About BlackCat

It’s a bustling First Friday in Chinatown, and people are shuffling along Bethel Street, poking heads into the open doors of a variety of newly launched small businesses. One of those upstart enterprises is Black Cat Tattoo Studio, of Anthony Carll and Bobby Wald, long time friends. There is an unsettling noise that is at once shrill and blunt. It is the music of the needle, and a milling crowd waits to get under the gun.

The two men had a desire to become part of the Chinatown business community, and eventually settled on the idea of opening a tattoo shop and art gallery. Securing a lease proved to be a challenge, due largely to the stigma attached to the tattoo culture. While tattoos have become patently mainstream, the parlors remain encumbered by the preconceptions of those who are unfamiliar with the art. But persistence paid off, and Black Cat Tattoo now enjoys a prime spot in Chinatown.

What makes Black Cat unique among tattoo shops is how it functions as an art gallery as well as a place for creating wearable art. Wald/Carll along side of the in-house artist all serve as curators, selecting choice works by the artists they employ, be they in-house or visiting. Handsomely framed pieces hang throughout the establishment and are as alluring to art lovers as the tattoos are to ink freaks.

Much of the inspiration the artists at Black Cat Tattoo share is a desire to transcend the biker/gangster/prison inmate image with which tattoo art has always been saddled. “We want to elevate tattooing to a form of high art,”.

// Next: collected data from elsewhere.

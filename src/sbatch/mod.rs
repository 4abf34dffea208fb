// SPDX-FileCopyrightText: 2026 GSI Helmholtzzentrum f. Schwerionenforschung GmbH, Darmstadt, Germany
// SPDX-License-Identifier: LGPL-3.0-or-later

//! Typed interface to the `sbatch` batch submission tool.
//!
//! `SbatchBuilder` accumulates options into an `Sbatch` record, which
//! serializes to an ordered argument vector. `submit()` runs the tool and
//! parses the acknowledged job id.

pub mod builder;
pub mod types;

pub use builder::{DependencyBuilder, SbatchBuilder};
pub use types::{
    AcctgFreq, CpuBinding, CpuFreq, Exclusive, FrequencyPolicy, Hint, Job, MailType, MemorySpec,
    OpenMode, Propagate, Sbatch,
};
// SPDX-FileCopyrightText: 2026 GSI Helmholtzzentrum f. Schwerionenforschung GmbH, Darmstadt, Germany
// SPDX-License-Identifier: LGPL-3.0-or-later

//! Fluent configuration surface for `sinfo`.

use std::time::Duration;

use log::warn;

use super::types::{NodeState, Sinfo, SinfoField};
use crate::error::Error;
use crate::exec;
use crate::types::{FormatSpec, Second};

/// Name of the external node/partition query tool.
const SINFO: &str = "sinfo";

/// Builder for one `sinfo` invocation.
#[derive(Debug, Default)]
pub struct SinfoBuilder {
    sinfo: Sinfo,
}

impl SinfoBuilder {
    pub fn new() -> Self {
        Self::default()
    }

    /// The populated option model.
    pub fn model(&self) -> &Sinfo {
        &self.sinfo
    }

    /// Serialize the accumulated options into an argument vector.
    pub fn to_args(&self) -> Vec<String> {
        self.sinfo.to_args()
    }

    /// Display information about all partitions, including hidden ones and
    /// those unavailable to the user's group.
    pub fn all(&mut self) -> &mut Self {
        self.sinfo.all = true;
        self
    }

    /// Only report state information for non-responding (dead) nodes.
    pub fn dead(&mut self) -> &mut Self {
        self.sinfo.dead = true;
        self
    }

    /// Do not group node information on multiple nodes unless their
    /// configurations are identical.
    pub fn exact(&mut self) -> &mut Self {
        self.sinfo.exact = true;
        self
    }

    /// Show all partitions from the federation if a member of one.
    pub fn federation(&mut self) -> &mut Self {
        if self.sinfo.local {
            warn!("`federation` is overridden by `local`");
        }
        self.sinfo.federation = true;
        self
    }

    /// Do not print a header on the output.
    pub fn no_header(&mut self) -> &mut Self {
        self.sinfo.no_header = true;
        self
    }

    /// Print the state on a periodic basis, sleeping this long between
    /// reports.
    pub fn iterate(&mut self, interval: Second) -> &mut Self {
        self.sinfo.iterate = Some(interval);
        self
    }

    /// Show only partitions local to this cluster; overrides `federation`.
    pub fn local(&mut self) -> &mut Self {
        if self.sinfo.federation {
            warn!("`local` overrides `federation`");
        }
        self.sinfo.local = true;
        self
    }

    /// Print more detailed information. Ignored when a format is specified.
    pub fn long(&mut self) -> &mut Self {
        if self.has_format() {
            warn!("`long` is ignored because a format is specified");
        } else {
            self.sinfo.long = true;
        }
        self
    }

    /// Cluster to issue commands to; `all` queries every cluster.
    /// Repeated calls accumulate. Implicitly local.
    pub fn clusters(&mut self, name: &str) -> &mut Self {
        self.sinfo.clusters.push(name.to_string());
        self
    }

    /// Limit the query to the given node (name or range expression such as
    /// `"linux[00-17]"`). Repeated calls accumulate.
    pub fn nodes(&mut self, name: &str) -> &mut Self {
        self.sinfo.nodes.push(name.to_string());
        self
    }

    /// Don't convert units from their original type (e.g. 2048M stays M).
    pub fn dont_convert(&mut self) -> &mut Self {
        self.sinfo.dont_convert = true;
        self
    }

    /// Print one line per node and partition instead of the default
    /// partition-oriented format. Ignored when a format is specified.
    pub fn node_oriented(&mut self) -> &mut Self {
        if self.has_format() {
            warn!("`node_oriented` is ignored because a format is specified");
        } else {
            self.sinfo.node_oriented = true;
        }
        self
    }

    /// Raw `%`-style output format string (`-o`). Takes precedence over
    /// typed format fields.
    pub fn format(&mut self, fmt: &str) -> &mut Self {
        self.sinfo.format_raw = Some(fmt.to_string());
        self
    }

    /// Append a typed output field (`-O`). Repeated calls accumulate.
    pub fn format_field(&mut self, spec: FormatSpec<SinfoField>) -> &mut Self {
        self.sinfo.format_fields.push(spec);
        self
    }

    /// Limit the report to the given partition. Repeated calls accumulate.
    pub fn partition(&mut self, name: &str) -> &mut Self {
        self.sinfo.partitions.push(name.to_string());
        self
    }

    /// Only report state information for responding nodes.
    pub fn responding(&mut self) -> &mut Self {
        self.sinfo.responding = true;
        self
    }

    /// List the reasons nodes are in the down, drained, fail or failing
    /// state.
    pub fn list_reasons(&mut self) -> &mut Self {
        self.sinfo.list_reasons = true;
        self
    }

    /// List only a partition state summary with no node state details.
    /// Ignored when a format is specified.
    pub fn summarize(&mut self) -> &mut Self {
        if self.has_format() {
            warn!("`summarize` is ignored because a format is specified");
        } else {
            self.sinfo.summarize = true;
        }
        self
    }

    /// Report records in this order; the same field specification as the
    /// output format, fields comma-separated, each optionally preceded by
    /// `+`/`-` for ascending/descending.
    pub fn sort(&mut self, order: &str) -> &mut Self {
        self.sinfo.sort = Some(order.to_string());
        self
    }

    /// List only nodes in the given state. Repeated calls accumulate.
    pub fn state(&mut self, state: NodeState) -> &mut Self {
        self.sinfo.states.push(state);
        self
    }

    /// Only display information about reservations.
    pub fn reservation(&mut self) -> &mut Self {
        self.sinfo.reservation = true;
        self
    }

    /// Detailed event logging through program execution.
    pub fn verbose(&mut self) -> &mut Self {
        self.sinfo.verbose = true;
        self
    }

    /// Print version information and exit.
    pub fn version(&mut self) -> &mut Self {
        self.sinfo.version = true;
        self
    }

    /// Run the tool and return its captured stdout.
    pub fn run(&self) -> Result<String, Error> {
        exec::run_capture(SINFO, &self.sinfo.to_args())
    }

    /// Run the tool with inherited streams, waiting up to `timeout` for it
    /// to exit. Useful with `iterate`, which makes the tool loop.
    pub fn watch(&self, timeout: Option<Duration>) -> Result<(), Error> {
        exec::run_inherit(SINFO, &self.sinfo.to_args(), timeout)
    }

    fn has_format(&self) -> bool {
        self.sinfo.format_raw.is_some() || !self.sinfo.format_fields.is_empty()
    }
}

#[cfg(test)]
mod tests {
    use super::*;

    #[test]
    fn test_long_listing_args() {
        let mut b = SinfoBuilder::new();
        b.long();
        assert_eq!(b.to_args(), vec!["-l"]);
    }

    #[test]
    fn test_node_listing_args() {
        let mut b = SinfoBuilder::new();
        b.node_oriented().exact().long();
        assert_eq!(b.to_args(), vec!["-e", "-l", "-N"]);
    }

    #[test]
    fn test_long_ignored_when_format_set() {
        let mut b = SinfoBuilder::new();
        b.format("%#P %.5a").long();
        assert_eq!(b.to_args(), vec!["-o", "%#P %.5a"]);
    }

    #[test]
    fn test_cluster_and_partition_lists() {
        let mut b = SinfoBuilder::new();
        b.clusters("alpha").clusters("beta").partition("debug");
        assert_eq!(b.to_args(), vec!["-M", "alpha,beta", "-p", "debug"]);
    }

    #[test]
    fn test_iterate_interval() {
        let mut b = SinfoBuilder::new();
        b.iterate(Second(10));
        assert_eq!(b.to_args(), vec!["-i", "10"]);
    }

    #[test]
    fn test_serialization_is_idempotent() {
        let mut b = SinfoBuilder::new();
        b.all().dead().state(NodeState::Down);
        assert_eq!(b.to_args(), b.to_args());
    }
}
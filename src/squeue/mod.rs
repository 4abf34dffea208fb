// SPDX-FileCopyrightText: 2026 GSI Helmholtzzentrum f. Schwerionenforschung GmbH, Darmstadt, Germany
// SPDX-License-Identifier: LGPL-3.0-or-later

//! Typed interface to the `squeue` job queue query tool.

pub mod builder;
pub mod types;

pub use builder::SqueueBuilder;
pub use types::{JobStateCode, Squeue, SqueueField};
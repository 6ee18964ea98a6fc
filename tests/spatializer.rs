//! Tests for the spatialization engine


use tin_ear_dsp::spatializer::{ild_gains, SpatialVoice};
use tin_ear_dsp::SAMPLE_RATE;

const BLOCK_SIZE: usize = 256;

/// Deterministic broadband test signal.
fn test_signal(length: usize) -> Vec<f32> {
    let mut seed = 0x12345678u32;
    (0..length)
        .map(|_| {
            seed = seed.wrapping_mul(1664525).wrapping_add(1013904223);
            (seed >> 8) as f32 / (1 << 24) as f32 - 0.5
        })
        .collect()
}

#[test]
fn silence_in_silence_out() {
    let mut voice = SpatialVoice::new();
    voice.init();

    let input = [0.0; BLOCK_SIZE];
    let mut left = [0.0; BLOCK_SIZE];
    let mut right = [0.0; BLOCK_SIZE];

    for _ in 0..16 {
        voice.render(0.3, 0.2, 0.8, &input, &mut left, &mut right);
        assert!(left.iter().all(|x| *x == 0.0));
        assert!(right.iter().all(|x| *x == 0.0));
    }
}

#[test]
fn itd_symmetry_across_median_plane() {
    let mut voice_left = SpatialVoice::new();
    let mut voice_right = SpatialVoice::new();
    voice_left.init();
    voice_right.init();

    let input = test_signal(BLOCK_SIZE);
    let mut l_a = [0.0; BLOCK_SIZE];
    let mut r_a = [0.0; BLOCK_SIZE];
    let mut l_b = [0.0; BLOCK_SIZE];
    let mut r_b = [0.0; BLOCK_SIZE];

    for _ in 0..8 {
        voice_left.render(1.5, 0.3, 0.5, &input, &mut l_a, &mut r_a);
        voice_right.render(-1.5, 0.3, 0.5, &input, &mut l_b, &mut r_b);

        // Mirrored sources swap the ears.
        for n in 0..BLOCK_SIZE {
            assert!((l_a[n] - r_b[n]).abs() < 1.0e-6, "mismatch at sample {n}");
            assert!((r_a[n] - l_b[n]).abs() < 1.0e-6, "mismatch at sample {n}");
        }
    }
}

#[test]
fn ild_gains_are_bounded_and_complementary() {
    for n in 0..=200 {
        let sin_az = -1.0 + (n as f32) * 0.01;
        let (left, right) = ild_gains(sin_az);
        assert!((0.75..=1.25).contains(&left));
        assert!((0.75..=1.25).contains(&right));
        assert!((left + right - 2.0).abs() < 1.0e-6);
    }

    assert_eq!(ild_gains(1.0), (1.25, 0.75));
    assert_eq!(ild_gains(-1.0), (0.75, 1.25));
    assert_eq!(ild_gains(0.0), (1.0, 1.0));
}

#[test]
fn block_boundary_continuity() {
    // A source straight ahead at the default distance keeps every ramp
    // settled, so splitting a block must not change a single sample.
    let mut voice_whole = SpatialVoice::new();
    let mut voice_split = SpatialVoice::new();
    voice_whole.init();
    voice_split.init();

    let input = test_signal(256);
    let mut left_whole = [0.0; 256];
    let mut right_whole = [0.0; 256];
    let mut left_split = [0.0; 256];
    let mut right_split = [0.0; 256];

    voice_whole.render(0.0, 0.0, 1.0, &input, &mut left_whole, &mut right_whole);
    voice_split.render(
        0.0,
        0.0,
        1.0,
        &input[..128],
        &mut left_split[..128],
        &mut right_split[..128],
    );
    voice_split.render(
        0.0,
        0.0,
        1.0,
        &input[128..],
        &mut left_split[128..],
        &mut right_split[128..],
    );

    assert_eq!(left_whole, left_split);
    assert_eq!(right_whole, right_split);
}

#[test]
fn tall_source_reflection_delay_saturates_instead_of_wrapping() {
    let mut voice = SpatialVoice::new();
    voice.init();

    let silence = [0.0; BLOCK_SIZE];
    let mut left = [0.0; BLOCK_SIZE];
    let mut right = [0.0; BLOCK_SIZE];

    // A source 8 m overhead asks for a ~1120 sample reflection path, far
    // past the 512-sample line; the delay must saturate at the capacity.
    for _ in 0..4 {
        voice.render(0.0, 8.0, 0.1, &silence, &mut left, &mut right);
    }

    let mut impulse = [0.0; BLOCK_SIZE];
    impulse[0] = 1.0;

    let mut peak = 0.0f32;
    for block in 0..8 {
        let input: &[f32] = if block == 0 { &impulse } else { &silence };
        voice.render(0.0, 8.0, 0.1, input, &mut left, &mut right);
        for n in 0..BLOCK_SIZE {
            assert!(left[n].is_finite(), "non-finite output at sample {n}");
            assert!(right[n].is_finite(), "non-finite output at sample {n}");
            peak = peak.max(left[n].abs()).max(right[n].abs());
        }
    }

    // Direct path plus one −6 dB reflection of a unit impulse.
    assert!(peak <= 2.0, "unit impulse produced peak {peak}");
    assert!(peak > 1.0e-3, "impulse should still be audible");
}

#[test]
fn impulse_from_the_left_lags_and_boosts_the_left_ear() {
    let mut voice = SpatialVoice::new();
    voice.init();

    let silence = [0.0; BLOCK_SIZE];
    let mut left = [0.0; BLOCK_SIZE];
    let mut right = [0.0; BLOCK_SIZE];

    // Let the position ramps settle on the target before the impulse.
    for _ in 0..4 {
        voice.render(1.0, 0.0, 0.0, &silence, &mut left, &mut right);
    }

    let mut impulse = [0.0; BLOCK_SIZE];
    impulse[0] = 1.0;
    voice.render(1.0, 0.0, 0.0, &impulse, &mut left, &mut right);

    let onset = |out: &[f32]| out.iter().position(|x| x.abs() > 1.0e-3).unwrap();
    let peak = |out: &[f32]| out.iter().fold(0.0f32, |acc, x| acc.max(x.abs()));

    // The channel on the source side lags by the full interaural delay
    // (0.5 ms, 24 samples at 48 kHz) and carries the higher level.
    let expected_itd = (0.0005 * SAMPLE_RATE) as usize;
    let lag = onset(&left) - onset(&right);
    assert!(
        lag.abs_diff(expected_itd) <= 1,
        "interaural lag {lag} samples, expected about {expected_itd}"
    );
    assert!(peak(&left) > peak(&right), "source side should be louder");

    // At ground level the reflection path coincides with the direct one,
    // so no separate late arrival shows up on the dry ear.
    let last = BLOCK_SIZE - right[..].iter().rev().position(|x| x.abs() > 1.0e-3).unwrap();
    assert!(last < 64, "unexpected late energy at sample {last}");
}

#[test]
fn orbit() {
    let duration = 2.0;
    let frequency = 220.0;

    let mut voice = SpatialVoice::new();
    let mut input = [0.0; BLOCK_SIZE];
    let mut left = [0.0; BLOCK_SIZE];
    let mut right = [0.0; BLOCK_SIZE];
    let mut wav_left = Vec::new();
    let mut wav_right = Vec::new();
    voice.init();

    let blocks = (duration * SAMPLE_RATE / (BLOCK_SIZE as f32)) as usize;
    let mut phase = 0.0f32;

    for n in 0..blocks {
        for in_sample in input.iter_mut() {
            phase += frequency / SAMPLE_RATE;
            phase -= phase.floor();
            *in_sample = 0.5 * (2.0 * std::f32::consts::PI * phase).sin();
        }

        // Sweep the source through a half orbit at 2 m distance.
        let azimuth = -std::f32::consts::FRAC_PI_2
            + std::f32::consts::PI * (n as f32) / (blocks as f32);
        voice.render(
            2.0 * azimuth.sin(),
            0.5,
            2.0 * azimuth.cos(),
            &input,
            &mut left,
            &mut right,
        );
        wav_left.extend_from_slice(&left);
        wav_right.extend_from_slice(&right);
    }

    wav_writer::write_stereo("spatializer/orbit.wav", &wav_left, &wav_right).ok();
}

Black Cat Studio is committed to their endeavor and to the area they now call home. They have forged friendly, collegial relationships with the restaurants, theaters and galleries in the area, and they are honored with the privilege. “Being in Chinatown,” Wald says, “we have a responsibility to participate and contribute to the community.” Like the pieces their artists provide, they want to be permanent.